- [Input]
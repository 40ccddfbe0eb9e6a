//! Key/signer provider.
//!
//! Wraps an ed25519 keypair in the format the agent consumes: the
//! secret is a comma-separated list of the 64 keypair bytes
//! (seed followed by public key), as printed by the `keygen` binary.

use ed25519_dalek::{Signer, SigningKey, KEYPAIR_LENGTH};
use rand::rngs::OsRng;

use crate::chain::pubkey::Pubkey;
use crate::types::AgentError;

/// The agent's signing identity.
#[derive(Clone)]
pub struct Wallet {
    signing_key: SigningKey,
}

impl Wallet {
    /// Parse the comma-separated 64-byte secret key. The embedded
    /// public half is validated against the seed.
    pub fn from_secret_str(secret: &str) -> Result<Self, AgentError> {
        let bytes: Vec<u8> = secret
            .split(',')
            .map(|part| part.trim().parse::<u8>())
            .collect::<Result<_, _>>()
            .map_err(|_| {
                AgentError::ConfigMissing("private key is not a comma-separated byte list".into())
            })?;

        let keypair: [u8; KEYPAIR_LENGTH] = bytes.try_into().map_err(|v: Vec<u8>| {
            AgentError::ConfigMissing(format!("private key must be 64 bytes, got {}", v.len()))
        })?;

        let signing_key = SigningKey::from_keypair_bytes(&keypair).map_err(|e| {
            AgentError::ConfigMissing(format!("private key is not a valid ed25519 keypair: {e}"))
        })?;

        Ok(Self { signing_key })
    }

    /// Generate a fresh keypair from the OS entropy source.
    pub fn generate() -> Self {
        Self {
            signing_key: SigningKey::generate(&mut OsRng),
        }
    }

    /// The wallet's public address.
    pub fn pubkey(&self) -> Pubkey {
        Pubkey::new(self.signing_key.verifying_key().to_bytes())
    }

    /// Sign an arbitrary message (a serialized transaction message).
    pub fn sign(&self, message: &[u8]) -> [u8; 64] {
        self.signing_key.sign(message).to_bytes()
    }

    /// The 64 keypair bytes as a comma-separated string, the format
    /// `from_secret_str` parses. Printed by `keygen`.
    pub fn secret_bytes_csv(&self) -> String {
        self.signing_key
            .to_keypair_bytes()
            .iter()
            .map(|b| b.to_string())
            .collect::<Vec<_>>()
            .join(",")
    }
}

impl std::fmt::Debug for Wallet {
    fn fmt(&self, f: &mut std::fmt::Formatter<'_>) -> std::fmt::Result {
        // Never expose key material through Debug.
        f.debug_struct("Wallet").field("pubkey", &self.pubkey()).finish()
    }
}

- [Exercise]
Write the records out precisely, omitting nothing.

- [Your response]
repository 40ccddfbe0eb9e6a
//! Key/signer provider.
//!
//! Wraps an ed25519 keypair in the format the agent consumes: the
//! secret is a comma-separated list of the 64 keypair bytes
//! (seed followed by public key), as printed by the `keygen` binary.

use ed25519_dalek::{Signer, SigningKey, KEYPAIR_LENGTH};
use rand::rngs::OsRng;

use crate::chain::pubkey::Pubkey;
use crate::types::AgentError;

/// The agent's signing identity.
#[derive(Clone)]
pub struct Wallet {
    signing_key: SigningKey,
}

impl Wallet {
    /// Parse the comma-separated 64-byte secret key. The embedded
    /// public half is validated against the seed.
    pub fn from_secret_str(secret: &str) -> Result<Self, AgentError> {
        let bytes: Vec<u8> = secret
            .split(',')
            .map(|part| part.trim().parse::<u8>())
            .collect::<Result<_, _>>()
            .map_err(|_| {
                AgentError::ConfigMissing("private key is not a comma-separated byte list".into())
            })?;

        let keypair: [u8; KEYPAIR_LENGTH] = bytes.try_into().map_err(|v: Vec<u8>| {
            AgentError::ConfigMissing(format!("private key must be 64 bytes, got {}", v.len()))
        })?;

        let signing_key = SigningKey::from_keypair_bytes(&keypair).map_err(|e| {
            AgentError::ConfigMissing(format!("private key is not a valid ed25519 keypair: {e}"))
        })?;

        Ok(Self { signing_key })
    }

    /// Generate a fresh keypair from the OS entropy source.
    pub fn generate() -> Self {
        Self {
            signing_key: SigningKey::generate(&mut OsRng),
        }
    }

    /// The wallet's public address.
    pub fn pubkey(&self) -> Pubkey {
        Pubkey::new(self.signing_key.verifying_key().to_bytes())
    }

    /// Sign an arbitrary message (a serialized transaction message).
    pub fn sign(&self, message: &[u8]) -> [u8; 64] {
        self.signing_key.sign(message).to_bytes()
    }

    /// The 64 keypair bytes as a comma-separated string, the format
    /// `from_secret_str` parses. Printed by `keygen`.
    pub fn secret_bytes_csv(&self) -> String {
        self.signing_key
            .to_keypair_bytes()
            .iter()
            .map(|b| b.to_string())
            .collect::<Vec<_>>()
            .join(",")
    }
}

impl std::fmt::Debug for Wallet {
    fn fmt(&self, f: &mut std::fmt::Formatter<'_>) -> std::fmt::Result {
        // Never expose key material through Debug.
        f.debug_struct("Wallet").field("pubkey", &self.pubkey()).finish()
    }
}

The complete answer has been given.